Try it — If a line of the data below holds the string "filename", copy it.

[Records to use Boundary: Start]

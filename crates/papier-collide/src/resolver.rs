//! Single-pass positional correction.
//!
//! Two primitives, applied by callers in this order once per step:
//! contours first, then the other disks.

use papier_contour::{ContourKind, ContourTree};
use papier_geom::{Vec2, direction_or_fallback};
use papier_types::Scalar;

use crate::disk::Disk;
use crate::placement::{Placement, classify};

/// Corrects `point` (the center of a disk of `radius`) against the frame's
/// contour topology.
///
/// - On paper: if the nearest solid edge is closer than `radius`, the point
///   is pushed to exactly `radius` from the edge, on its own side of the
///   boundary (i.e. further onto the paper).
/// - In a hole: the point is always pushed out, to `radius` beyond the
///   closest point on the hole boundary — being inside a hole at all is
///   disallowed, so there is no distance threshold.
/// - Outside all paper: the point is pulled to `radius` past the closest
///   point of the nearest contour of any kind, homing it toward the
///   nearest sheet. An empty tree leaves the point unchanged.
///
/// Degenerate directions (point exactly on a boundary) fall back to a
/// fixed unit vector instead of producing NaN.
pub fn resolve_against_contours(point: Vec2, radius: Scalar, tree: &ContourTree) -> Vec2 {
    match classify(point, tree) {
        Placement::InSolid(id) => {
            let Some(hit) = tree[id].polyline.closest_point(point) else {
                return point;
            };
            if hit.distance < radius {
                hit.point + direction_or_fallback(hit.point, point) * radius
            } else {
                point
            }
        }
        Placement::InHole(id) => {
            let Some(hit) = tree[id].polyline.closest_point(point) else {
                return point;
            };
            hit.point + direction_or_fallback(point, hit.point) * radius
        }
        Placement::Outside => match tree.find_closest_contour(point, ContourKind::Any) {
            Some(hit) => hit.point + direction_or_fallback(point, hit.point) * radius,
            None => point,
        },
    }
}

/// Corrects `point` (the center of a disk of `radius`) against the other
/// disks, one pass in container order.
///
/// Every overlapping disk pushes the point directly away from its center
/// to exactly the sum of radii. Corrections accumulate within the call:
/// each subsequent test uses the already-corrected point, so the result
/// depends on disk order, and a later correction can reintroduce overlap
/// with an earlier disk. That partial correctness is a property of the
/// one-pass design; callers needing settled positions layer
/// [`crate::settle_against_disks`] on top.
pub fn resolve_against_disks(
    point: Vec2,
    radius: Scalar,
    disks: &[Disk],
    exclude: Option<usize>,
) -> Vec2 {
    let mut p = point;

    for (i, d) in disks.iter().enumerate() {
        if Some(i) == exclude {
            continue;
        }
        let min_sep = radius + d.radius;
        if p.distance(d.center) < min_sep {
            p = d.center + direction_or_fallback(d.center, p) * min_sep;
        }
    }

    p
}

[Records to use Boundary: End]
[Records to use Boundary: Start]

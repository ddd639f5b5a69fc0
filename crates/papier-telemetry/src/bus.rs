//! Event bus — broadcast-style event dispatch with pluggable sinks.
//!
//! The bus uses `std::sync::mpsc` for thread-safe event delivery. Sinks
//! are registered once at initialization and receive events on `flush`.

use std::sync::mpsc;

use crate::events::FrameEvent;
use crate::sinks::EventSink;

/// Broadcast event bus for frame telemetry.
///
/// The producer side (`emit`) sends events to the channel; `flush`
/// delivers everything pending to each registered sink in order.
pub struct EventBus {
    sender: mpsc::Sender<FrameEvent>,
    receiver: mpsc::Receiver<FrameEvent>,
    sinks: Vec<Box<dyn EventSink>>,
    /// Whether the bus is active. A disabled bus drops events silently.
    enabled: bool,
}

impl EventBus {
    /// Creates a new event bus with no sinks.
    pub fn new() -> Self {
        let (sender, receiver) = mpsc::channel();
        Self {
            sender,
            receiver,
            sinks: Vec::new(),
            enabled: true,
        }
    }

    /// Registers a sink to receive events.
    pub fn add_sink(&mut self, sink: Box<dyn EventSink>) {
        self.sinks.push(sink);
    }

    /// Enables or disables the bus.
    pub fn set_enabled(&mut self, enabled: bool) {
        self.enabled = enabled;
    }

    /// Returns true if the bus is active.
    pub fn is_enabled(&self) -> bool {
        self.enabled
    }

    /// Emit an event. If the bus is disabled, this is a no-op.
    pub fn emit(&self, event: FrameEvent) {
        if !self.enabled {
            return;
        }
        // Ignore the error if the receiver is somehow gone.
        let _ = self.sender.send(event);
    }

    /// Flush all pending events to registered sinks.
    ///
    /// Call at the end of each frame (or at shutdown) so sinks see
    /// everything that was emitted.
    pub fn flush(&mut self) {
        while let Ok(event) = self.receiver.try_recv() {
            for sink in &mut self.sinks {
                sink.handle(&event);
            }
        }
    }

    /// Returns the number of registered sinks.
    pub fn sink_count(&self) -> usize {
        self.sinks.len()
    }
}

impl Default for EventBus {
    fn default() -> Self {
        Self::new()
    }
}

[Records to use Boundary: End]
[Records to use Boundary: Start]

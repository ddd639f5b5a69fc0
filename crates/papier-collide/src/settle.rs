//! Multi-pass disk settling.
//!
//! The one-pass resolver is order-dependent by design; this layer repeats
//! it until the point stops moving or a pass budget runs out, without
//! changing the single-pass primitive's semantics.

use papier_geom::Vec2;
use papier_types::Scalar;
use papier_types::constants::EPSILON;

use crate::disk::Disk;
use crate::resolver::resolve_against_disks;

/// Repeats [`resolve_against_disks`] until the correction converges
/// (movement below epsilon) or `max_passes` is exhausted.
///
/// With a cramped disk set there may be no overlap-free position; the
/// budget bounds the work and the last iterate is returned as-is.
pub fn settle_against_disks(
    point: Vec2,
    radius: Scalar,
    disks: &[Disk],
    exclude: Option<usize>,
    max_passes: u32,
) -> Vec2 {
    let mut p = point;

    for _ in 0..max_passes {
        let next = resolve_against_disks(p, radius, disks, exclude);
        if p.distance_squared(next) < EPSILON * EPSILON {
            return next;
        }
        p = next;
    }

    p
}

[Records to use Boundary: End]

Solution to this exercise —
filename crates/papier-collide/src/resolver.rs
filename crates/papier-telemetry/src/bus.rs
filename crates/papier-collide/src/settle.rs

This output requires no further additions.